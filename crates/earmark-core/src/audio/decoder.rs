//! Audio decoding for multiple formats

use super::{decode_container, resample_to_target, AudioFormat};
use anyhow::{Context, Result};
use std::path::Path;

/// Decoded audio data
#[derive(Debug, Clone)]
pub struct AudioData {
    pub samples: Vec<f32>,
    pub sample_rate: u32,
    pub channels: u16,
    pub duration_ms: u32,
}

impl AudioData {
    /// Build from interleaved samples
    pub fn from_interleaved(samples: Vec<f32>, sample_rate: u32, channels: u16) -> Self {
        let frames = samples.len() / channels.max(1) as usize;
        let duration_ms = if sample_rate == 0 {
            0
        } else {
            (frames as u64 * 1000 / sample_rate as u64) as u32
        };

        Self {
            samples,
            sample_rate,
            channels,
            duration_ms,
        }
    }

    /// Convert to mono by averaging channels
    pub fn to_mono(&self) -> Vec<f32> {
        if self.channels <= 1 {
            return self.samples.clone();
        }

        self.samples
            .chunks(self.channels as usize)
            .map(|frame| frame.iter().sum::<f32>() / frame.len() as f32)
            .collect()
    }
}

/// Decode a file to mono at `target_sample_rate`
pub fn decode_file(path: &Path, target_sample_rate: u32) -> Result<AudioData> {
    if !path.exists() {
        anyhow::bail!("file not found");
    }

    let format = AudioFormat::from_path(path);
    let audio = match format {
        AudioFormat::Wav => decode_wav(path)?,
        AudioFormat::Mp3 => decode_mp3(path)?,
        AudioFormat::Flac => decode_flac(path)?,
        AudioFormat::Ogg => decode_ogg(path)?,
        _ if format.is_container() => decode_container(path)?,
        _ => anyhow::bail!("unsupported audio format"),
    };

    if audio.samples.is_empty() || audio.sample_rate == 0 {
        anyhow::bail!("no audio samples");
    }

    let mono = audio.to_mono();
    let samples = if audio.sample_rate == target_sample_rate {
        mono
    } else {
        resample_to_target(&mono, audio.sample_rate, target_sample_rate)?
    };

    log::debug!(
        "Decoded {} ({:?}, {} Hz, {} ch, {} ms)",
        path.display(),
        format,
        audio.sample_rate,
        audio.channels,
        audio.duration_ms
    );

    Ok(AudioData {
        samples,
        sample_rate: target_sample_rate,
        channels: 1,
        duration_ms: audio.duration_ms,
    })
}

fn decode_wav(path: &Path) -> Result<AudioData> {
    let mut reader = hound::WavReader::open(path).context("failed to open WAV file")?;
    let spec = reader.spec();

    let samples: Vec<f32> = match spec.sample_format {
        hound::SampleFormat::Float => reader
            .samples::<f32>()
            .collect::<std::result::Result<_, _>>()
            .context("corrupt WAV data")?,
        hound::SampleFormat::Int => {
            let scale = (1i64 << (spec.bits_per_sample - 1)) as f32;
            reader
                .samples::<i32>()
                .map(|s| s.map(|v| v as f32 / scale))
                .collect::<std::result::Result<_, _>>()
                .context("corrupt WAV data")?
        }
    };

    Ok(AudioData::from_interleaved(samples, spec.sample_rate, spec.channels))
}

fn decode_mp3(path: &Path) -> Result<AudioData> {
    let data = std::fs::read(path).context("failed to read MP3 file")?;
    let mut decoder = minimp3::Decoder::new(&data[..]);
    let mut samples = Vec::new();
    let mut sample_rate = 0;
    let mut channels = 0;

    loop {
        match decoder.next_frame() {
            Ok(frame) => {
                if sample_rate == 0 {
                    sample_rate = frame.sample_rate as u32;
                    channels = frame.channels as u16;
                }
                samples.extend(frame.data.iter().map(|&s| s as f32 / 32768.0));
            }
            Err(minimp3::Error::Eof) => break,
            Err(e) => anyhow::bail!("MP3 decode error: {}", e),
        }
    }

    Ok(AudioData::from_interleaved(samples, sample_rate, channels))
}

fn decode_flac(path: &Path) -> Result<AudioData> {
    let mut reader = claxon::FlacReader::open(path).context("failed to open FLAC file")?;
    let info = reader.streaminfo();
    let scale = (1i64 << (info.bits_per_sample - 1)) as f32;

    let samples: Vec<f32> = reader
        .samples()
        .map(|s| s.map(|v| v as f32 / scale))
        .collect::<std::result::Result<_, _>>()
        .context("corrupt FLAC data")?;

    Ok(AudioData::from_interleaved(samples, info.sample_rate, info.channels as u16))
}

fn decode_ogg(path: &Path) -> Result<AudioData> {
    let file = std::fs::File::open(path).context("failed to open OGG file")?;
    let mut reader =
        lewton::inside_ogg::OggStreamReader::new(file).context("invalid Ogg Vorbis stream")?;

    let sample_rate = reader.ident_hdr.audio_sample_rate;
    let channels = reader.ident_hdr.audio_channels as u16;
    let mut samples = Vec::new();

    while let Some(packet) = reader.read_dec_packet_itl()? {
        samples.extend(packet.iter().map(|&s| s as f32 / 32768.0));
    }

    Ok(AudioData::from_interleaved(samples, sample_rate, channels))
}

----

▸ **Task item**: Print all of the material above exactly as given.

▸ **Result of this task**:
filename crates/earmark-core/src/audio/decoder.rs
//! Audio decoding for multiple formats

use super::{decode_container, resample_to_target, AudioFormat};
use anyhow::{Context, Result};
use std::path::Path;

/// Decoded audio data
#[derive(Debug, Clone)]
pub struct AudioData {
    pub samples: Vec<f32>,
    pub sample_rate: u32,
    pub channels: u16,
    pub duration_ms: u32,
}

impl AudioData {
    /// Build from interleaved samples
    pub fn from_interleaved(samples: Vec<f32>, sample_rate: u32, channels: u16) -> Self {
        let frames = samples.len() / channels.max(1) as usize;
        let duration_ms = if sample_rate == 0 {
            0
        } else {
            (frames as u64 * 1000 / sample_rate as u64) as u32
        };

        Self {
            samples,
            sample_rate,
            channels,
            duration_ms,
        }
    }

    /// Convert to mono by averaging channels
    pub fn to_mono(&self) -> Vec<f32> {
        if self.channels <= 1 {
            return self.samples.clone();
        }

        self.samples
            .chunks(self.channels as usize)
            .map(|frame| frame.iter().sum::<f32>() / frame.len() as f32)
            .collect()
    }
}

/// Decode a file to mono at `target_sample_rate`
pub fn decode_file(path: &Path, target_sample_rate: u32) -> Result<AudioData> {
    if !path.exists() {
        anyhow::bail!("file not found");
    }

    let format = AudioFormat::from_path(path);
    let audio = match format {
        AudioFormat::Wav => decode_wav(path)?,
        AudioFormat::Mp3 => decode_mp3(path)?,
        AudioFormat::Flac => decode_flac(path)?,
        AudioFormat::Ogg => decode_ogg(path)?,
        _ if format.is_container() => decode_container(path)?,
        _ => anyhow::bail!("unsupported audio format"),
    };

    if audio.samples.is_empty() || audio.sample_rate == 0 {
        anyhow::bail!("no audio samples");
    }

    let mono = audio.to_mono();
    let samples = if audio.sample_rate == target_sample_rate {
        mono
    } else {
        resample_to_target(&mono, audio.sample_rate, target_sample_rate)?
    };

    log::debug!(
        "Decoded {} ({:?}, {} Hz, {} ch, {} ms)",
        path.display(),
        format,
        audio.sample_rate,
        audio.channels,
        audio.duration_ms
    );

    Ok(AudioData {
        samples,
        sample_rate: target_sample_rate,
        channels: 1,
        duration_ms: audio.duration_ms,
    })
}

fn decode_wav(path: &Path) -> Result<AudioData> {
    let mut reader = hound::WavReader::open(path).context("failed to open WAV file")?;
    let spec = reader.spec();

    let samples: Vec<f32> = match spec.sample_format {
        hound::SampleFormat::Float => reader
            .samples::<f32>()
            .collect::<std::result::Result<_, _>>()
            .context("corrupt WAV data")?,
        hound::SampleFormat::Int => {
            let scale = (1i64 << (spec.bits_per_sample - 1)) as f32;
            reader
                .samples::<i32>()
                .map(|s| s.map(|v| v as f32 / scale))
                .collect::<std::result::Result<_, _>>()
                .context("corrupt WAV data")?
        }
    };

    Ok(AudioData::from_interleaved(samples, spec.sample_rate, spec.channels))
}

fn decode_mp3(path: &Path) -> Result<AudioData> {
    let data = std::fs::read(path).context("failed to read MP3 file")?;
    let mut decoder = minimp3::Decoder::new(&data[..]);
    let mut samples = Vec::new();
    let mut sample_rate = 0;
    let mut channels = 0;

    loop {
        match decoder.next_frame() {
            Ok(frame) => {
                if sample_rate == 0 {
                    sample_rate = frame.sample_rate as u32;
                    channels = frame.channels as u16;
                }
                samples.extend(frame.data.iter().map(|&s| s as f32 / 32768.0));
            }
            Err(minimp3::Error::Eof) => break,
            Err(e) => anyhow::bail!("MP3 decode error: {}", e),
        }
    }

    Ok(AudioData::from_interleaved(samples, sample_rate, channels))
}

fn decode_flac(path: &Path) -> Result<AudioData> {
    let mut reader = claxon::FlacReader::open(path).context("failed to open FLAC file")?;
    let info = reader.streaminfo();
    let scale = (1i64 << (info.bits_per_sample - 1)) as f32;

    let samples: Vec<f32> = reader
        .samples()
        .map(|s| s.map(|v| v as f32 / scale))
        .collect::<std::result::Result<_, _>>()
        .context("corrupt FLAC data")?;

    Ok(AudioData::from_interleaved(samples, info.sample_rate, info.channels as u16))
}

fn decode_ogg(path: &Path) -> Result<AudioData> {
    let file = std::fs::File::open(path).context("failed to open OGG file")?;
    let mut reader =
        lewton::inside_ogg::OggStreamReader::new(file).context("invalid Ogg Vorbis stream")?;

    let sample_rate = reader.ident_hdr.audio_sample_rate;
    let channels = reader.ident_hdr.audio_channels as u16;
    let mut samples = Vec::new();

    while let Some(packet) = reader.read_dec_packet_itl()? {
        samples.extend(packet.iter().map(|&s| s as f32 / 32768.0));
    }

    Ok(AudioData::from_interleaved(samples, sample_rate, channels))
}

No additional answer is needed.